## Exercise objective
Pull every line holding the word "bytes" out of the data and copy it.

## Material for the task
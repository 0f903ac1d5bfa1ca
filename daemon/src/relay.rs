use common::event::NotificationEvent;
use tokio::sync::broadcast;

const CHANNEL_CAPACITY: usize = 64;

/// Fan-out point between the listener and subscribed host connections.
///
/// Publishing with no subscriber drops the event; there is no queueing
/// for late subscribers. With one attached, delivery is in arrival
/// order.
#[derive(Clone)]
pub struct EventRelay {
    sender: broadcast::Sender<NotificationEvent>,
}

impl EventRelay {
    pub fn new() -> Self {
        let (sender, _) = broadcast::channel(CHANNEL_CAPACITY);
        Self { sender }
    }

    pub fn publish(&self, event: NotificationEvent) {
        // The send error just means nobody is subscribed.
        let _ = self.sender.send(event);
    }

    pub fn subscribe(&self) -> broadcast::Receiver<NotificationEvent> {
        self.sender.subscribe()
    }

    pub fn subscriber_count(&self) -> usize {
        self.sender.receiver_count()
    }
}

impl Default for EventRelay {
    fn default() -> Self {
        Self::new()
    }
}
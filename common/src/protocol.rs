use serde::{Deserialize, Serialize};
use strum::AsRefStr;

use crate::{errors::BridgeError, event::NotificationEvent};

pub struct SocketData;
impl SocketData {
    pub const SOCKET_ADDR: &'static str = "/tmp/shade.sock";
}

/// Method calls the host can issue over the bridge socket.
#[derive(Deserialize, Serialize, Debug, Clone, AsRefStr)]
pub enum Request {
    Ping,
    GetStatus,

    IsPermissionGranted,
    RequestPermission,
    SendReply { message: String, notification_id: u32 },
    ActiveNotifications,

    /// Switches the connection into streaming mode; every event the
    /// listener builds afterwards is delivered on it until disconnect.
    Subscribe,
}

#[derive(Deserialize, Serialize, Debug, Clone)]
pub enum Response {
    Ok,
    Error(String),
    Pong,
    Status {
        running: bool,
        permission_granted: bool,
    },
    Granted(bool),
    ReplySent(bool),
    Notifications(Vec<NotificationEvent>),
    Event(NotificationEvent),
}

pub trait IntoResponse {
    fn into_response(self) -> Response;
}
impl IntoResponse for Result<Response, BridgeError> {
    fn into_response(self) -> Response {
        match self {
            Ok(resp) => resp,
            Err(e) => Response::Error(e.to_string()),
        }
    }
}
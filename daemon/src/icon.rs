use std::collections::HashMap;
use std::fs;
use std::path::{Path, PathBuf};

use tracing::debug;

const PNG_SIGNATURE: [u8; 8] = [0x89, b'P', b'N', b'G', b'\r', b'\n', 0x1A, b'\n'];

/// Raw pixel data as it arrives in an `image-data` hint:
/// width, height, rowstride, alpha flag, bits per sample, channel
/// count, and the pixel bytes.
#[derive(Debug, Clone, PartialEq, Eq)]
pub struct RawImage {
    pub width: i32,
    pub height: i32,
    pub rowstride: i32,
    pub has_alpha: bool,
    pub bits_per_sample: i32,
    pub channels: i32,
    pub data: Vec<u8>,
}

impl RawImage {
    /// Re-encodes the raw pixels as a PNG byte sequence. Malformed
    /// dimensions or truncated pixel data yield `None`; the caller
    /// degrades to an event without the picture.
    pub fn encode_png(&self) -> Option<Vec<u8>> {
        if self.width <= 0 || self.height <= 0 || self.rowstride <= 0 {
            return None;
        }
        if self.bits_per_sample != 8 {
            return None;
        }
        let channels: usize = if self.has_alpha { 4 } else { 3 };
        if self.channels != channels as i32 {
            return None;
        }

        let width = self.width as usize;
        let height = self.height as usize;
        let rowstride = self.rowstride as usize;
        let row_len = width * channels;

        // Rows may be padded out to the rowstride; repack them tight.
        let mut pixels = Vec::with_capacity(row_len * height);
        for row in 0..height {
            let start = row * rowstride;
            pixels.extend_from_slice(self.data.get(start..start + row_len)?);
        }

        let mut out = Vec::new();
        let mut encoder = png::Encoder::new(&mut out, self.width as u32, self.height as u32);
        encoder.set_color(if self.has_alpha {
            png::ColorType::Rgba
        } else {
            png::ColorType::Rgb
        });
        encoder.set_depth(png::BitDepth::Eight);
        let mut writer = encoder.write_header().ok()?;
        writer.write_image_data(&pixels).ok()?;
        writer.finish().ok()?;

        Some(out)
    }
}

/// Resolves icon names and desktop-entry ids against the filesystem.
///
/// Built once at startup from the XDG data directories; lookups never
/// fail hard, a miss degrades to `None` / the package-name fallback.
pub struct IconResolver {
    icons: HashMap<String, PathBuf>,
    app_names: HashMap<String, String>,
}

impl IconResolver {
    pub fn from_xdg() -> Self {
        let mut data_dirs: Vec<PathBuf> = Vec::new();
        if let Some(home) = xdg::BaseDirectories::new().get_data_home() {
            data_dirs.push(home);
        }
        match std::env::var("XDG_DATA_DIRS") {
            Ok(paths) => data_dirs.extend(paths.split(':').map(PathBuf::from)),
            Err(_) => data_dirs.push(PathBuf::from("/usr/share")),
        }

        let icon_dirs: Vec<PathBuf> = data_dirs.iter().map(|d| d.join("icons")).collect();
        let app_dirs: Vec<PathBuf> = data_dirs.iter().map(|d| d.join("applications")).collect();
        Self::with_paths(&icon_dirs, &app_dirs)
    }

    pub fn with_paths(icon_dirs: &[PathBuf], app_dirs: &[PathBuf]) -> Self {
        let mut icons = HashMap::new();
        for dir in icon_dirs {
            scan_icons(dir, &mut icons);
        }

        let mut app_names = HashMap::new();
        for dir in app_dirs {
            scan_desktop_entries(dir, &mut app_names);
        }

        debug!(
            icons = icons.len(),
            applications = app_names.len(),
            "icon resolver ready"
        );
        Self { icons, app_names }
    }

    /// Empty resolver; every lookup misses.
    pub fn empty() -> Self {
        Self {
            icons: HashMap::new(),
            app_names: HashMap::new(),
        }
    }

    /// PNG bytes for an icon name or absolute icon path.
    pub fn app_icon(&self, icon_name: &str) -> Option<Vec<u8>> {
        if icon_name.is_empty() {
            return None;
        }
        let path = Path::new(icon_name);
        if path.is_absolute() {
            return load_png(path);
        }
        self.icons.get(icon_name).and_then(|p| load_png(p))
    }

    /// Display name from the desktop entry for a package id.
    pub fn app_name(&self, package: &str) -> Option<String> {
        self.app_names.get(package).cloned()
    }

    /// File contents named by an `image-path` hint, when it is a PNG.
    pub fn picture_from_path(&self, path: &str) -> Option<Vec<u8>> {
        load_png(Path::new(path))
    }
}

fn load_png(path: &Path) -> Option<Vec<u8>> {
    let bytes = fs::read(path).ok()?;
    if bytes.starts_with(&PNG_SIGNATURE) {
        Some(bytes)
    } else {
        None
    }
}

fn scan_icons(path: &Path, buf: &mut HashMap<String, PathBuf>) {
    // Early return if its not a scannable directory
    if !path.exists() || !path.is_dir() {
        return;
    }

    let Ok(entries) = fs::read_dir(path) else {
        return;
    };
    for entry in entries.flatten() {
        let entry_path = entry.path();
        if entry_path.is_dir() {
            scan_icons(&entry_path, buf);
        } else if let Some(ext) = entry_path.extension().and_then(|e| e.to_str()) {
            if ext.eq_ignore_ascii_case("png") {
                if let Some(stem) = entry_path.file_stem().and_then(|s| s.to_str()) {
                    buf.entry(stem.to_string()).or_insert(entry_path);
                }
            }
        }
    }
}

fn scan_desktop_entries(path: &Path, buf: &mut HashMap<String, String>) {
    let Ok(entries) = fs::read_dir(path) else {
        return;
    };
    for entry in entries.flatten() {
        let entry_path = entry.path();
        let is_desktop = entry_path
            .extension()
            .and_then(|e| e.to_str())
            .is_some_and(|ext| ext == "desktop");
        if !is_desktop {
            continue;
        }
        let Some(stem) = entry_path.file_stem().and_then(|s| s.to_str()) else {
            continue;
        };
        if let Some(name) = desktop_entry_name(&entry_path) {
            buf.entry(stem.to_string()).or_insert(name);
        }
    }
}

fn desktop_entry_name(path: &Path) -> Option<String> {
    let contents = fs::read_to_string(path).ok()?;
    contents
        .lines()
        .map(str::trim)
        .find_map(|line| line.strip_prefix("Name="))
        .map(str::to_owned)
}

## Result of this task
/// count, and the pixel bytes.
    /// PNG bytes for an icon name or absolute icon path.
    let bytes = fs::read(path).ok()?;
    if bytes.starts_with(&PNG_SIGNATURE) {
        Some(bytes)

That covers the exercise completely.